Another 786 Minnesotans have tested positive for COVID-19 and 23 more people have died, state officials announced Thursday.

The increase in cases, setting another daily record, means that 9,365 people have contracted the new coronavirus that causes COVID-19.

Sixteen of the newly reported deaths were among residents of nursing homes and assisted living facilities.

There have been 508 COVID-19 related deaths in Minnesota.

Testing continues to ramp up, with 4,189 tests performed, which is an increase but so far state and private labs have not passed the 5,000 mark. On Wednesday, state officials reported more than 5,000 tests, but later clarified that number included tests from an earlier period due to a data reporting issue.

Counties with food processing plants have seen an increase in cases due to a push to get more people tested. Nobles County now has 1,153 cases, an increase of 71, while Stearns County saw 186 more cases to 1,161.

About 80% of COVID-19 cases have mild symptoms, which can include a cough, fever, muscle pain and a loss of taste or smell.

More serious cases can require hospitalization and 435 state residents are occupying patient beds as a result, a decrease of eight from the previous day. There are 182 in intensive care.

Residents of long-term care facilities account for 80% of the state’s deaths.

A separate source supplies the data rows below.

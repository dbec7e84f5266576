// Copyright 2025 Lablup Inc. and Jeongkyu Shin
//
// Licensed under the Apache License, Version 2.0 (the "License");
// you may not use this file except in compliance with the License.
// You may obtain a copy of the License at
//
//     http://www.apache.org/licenses/LICENSE-2.0
//
// Unless required by applicable law or agreed to in writing, software
// distributed under the License is distributed on an "AS IS" BASIS,
// WITHOUT WARRANTIES OR CONDITIONS OF ANY KIND, either express or implied.
// See the License for the specific language governing permissions and
// limitations under the License.

use clap::{Parser, Subcommand};
use std::path::PathBuf;

use crate::config::Profile;

#[derive(Parser, Debug)]
#[command(
    name = "sshmon",
    version,
    about = "Run remote commands over SSH and monitor remote shell scripts",
    long_about = "sshmon runs one-shot commands on a remote host, or feeds a script to a remote shell\nand follows its output line by line until the script writes the end-of-text byte (0x03).\nConnection settings come from a YAML profile and can be overridden by the flags below.",
    after_help = "EXAMPLES:\n  Run a command:          sshmon -H build.example.com -l ci -i ~/.ssh/id_ed25519 exec uname -a\n  Follow a script:        sshmon -H build.example.com watch --script deploy.sh\n  Use another profile:    sshmon -F ./staging.yaml watch --script smoke.sh --poll-interval-ms 500\n\nThe script signals completion by printing the end-of-text byte, e.g. printf '\\003'."
)]
pub struct Cli {
    #[command(subcommand)]
    pub command: Commands,

    #[arg(
        short = 'F',
        long,
        global = true,
        help = "Profile file path [default: ~/.config/sshmon/config.yaml]\nA missing file is treated as an empty profile"
    )]
    pub config: Option<PathBuf>,

    #[arg(short = 'H', long, global = true, help = "Remote hostname or address")]
    pub host: Option<String>,

    #[arg(short = 'p', long, global = true, help = "Remote SSH port [default: 22]")]
    pub port: Option<u16>,

    #[arg(
        short = 'l',
        long,
        global = true,
        help = "Remote username [default: current user]"
    )]
    pub user: Option<String>,

    #[arg(
        short = 'i',
        long,
        global = true,
        help = "Private key file for authentication (takes precedence over --password)"
    )]
    pub identity: Option<PathBuf>,

    #[arg(
        long,
        global = true,
        env = "SSHMON_PASSWORD",
        hide_env_values = true,
        help = "Password for authentication"
    )]
    pub password: Option<String>,

    #[arg(
        long,
        global = true,
        env = "SSHMON_PASSPHRASE",
        hide_env_values = true,
        help = "Passphrase of the private key"
    )]
    pub passphrase: Option<String>,

    #[arg(
        long,
        global = true,
        help = "known_hosts file to load [default: ~/.ssh/known_hosts when checking is strict]"
    )]
    pub known_hosts: Option<PathBuf>,

    #[arg(
        long,
        global = true,
        help = "Host key checking mode (yes/no) [default: yes]\n  yes - Reject hosts missing from known_hosts\n  no  - Accept any host key (testing only)"
    )]
    pub strict_host_key_checking: Option<String>,

    #[arg(
        long,
        global = true,
        help = "Connect and authentication timeout in milliseconds (0 waits indefinitely)"
    )]
    pub timeout_ms: Option<u64>,

    #[arg(
        short = 'v',
        long,
        global = true,
        action = clap::ArgAction::Count,
        help = "Increase verbosity (-v, -vv, -vvv)"
    )]
    pub verbose: u8,
}

#[derive(Subcommand, Debug)]
pub enum Commands {
    #[command(
        about = "Execute a command on the remote host",
        long_about = "Runs the command on a fresh exec channel and waits for it to finish.\nStdout and stderr are copied verbatim to the local stdout and stderr.\n\nExit code: the remote exit status, or 255 when none was reported"
    )]
    Exec {
        #[arg(
            required = true,
            trailing_var_arg = true,
            allow_hyphen_values = true,
            help = "Command and arguments, joined with spaces"
        )]
        command: Vec<String>,
    },

    #[command(
        about = "Run a script in a remote shell and follow its output",
        long_about = "Feeds the script to an interactive remote shell and prints the most recent output\nline whenever it changes. Stops when the script prints the end-of-text byte (0x03),\nwhen the shell ends, or on Ctrl-C.\n\nExit codes: 0 (finished), 1 (failed), 130 (interrupted)"
    )]
    Watch {
        #[arg(short = 's', long, help = "Local script file fed to the remote shell")]
        script: PathBuf,

        #[arg(long, help = "How often to sample the latest line [default: 2000]")]
        poll_interval_ms: Option<u64>,

        #[arg(long, help = "Publish lines longer than this in pieces [default: 65536]")]
        max_line_bytes: Option<usize>,
    },
}

impl Cli {
    /// Profile fields set on the command line, to be merged over the file.
    pub fn profile_overrides(&self) -> Profile {
        let (poll_interval_ms, max_line_bytes) = match &self.command {
            Commands::Watch {
                poll_interval_ms,
                max_line_bytes,
                ..
            } => (*poll_interval_ms, *max_line_bytes),
            Commands::Exec { .. } => (None, None),
        };

        Profile {
            host: self.host.clone(),
            port: self.port,
            user: self.user.clone(),
            password: self.password.clone(),
            private_key: self.identity.clone(),
            passphrase: self.passphrase.clone(),
            known_hosts: self.known_hosts.clone(),
            strict_host_key_checking: self.strict_host_key_checking.clone(),
            timeout_ms: self.timeout_ms,
            max_line_bytes,
            poll_interval_ms,
        }
    }
}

People with underlying medical problems are most likely to succumb to the disease, which often leads to pneumonia or respiratory distress.

That has been the pattern even among those who are not residents of nursing homes or assisted living facilities.

Thirty percent of those who died had heart disease or other conditions, while 23% had high blood pressure, 19% had kidney disease and 17% had diabetes, according to a Star Tribune analysis of 327 COVID-19 death records. About one-third of the deceased had two or more of the most common pre-existing conditions.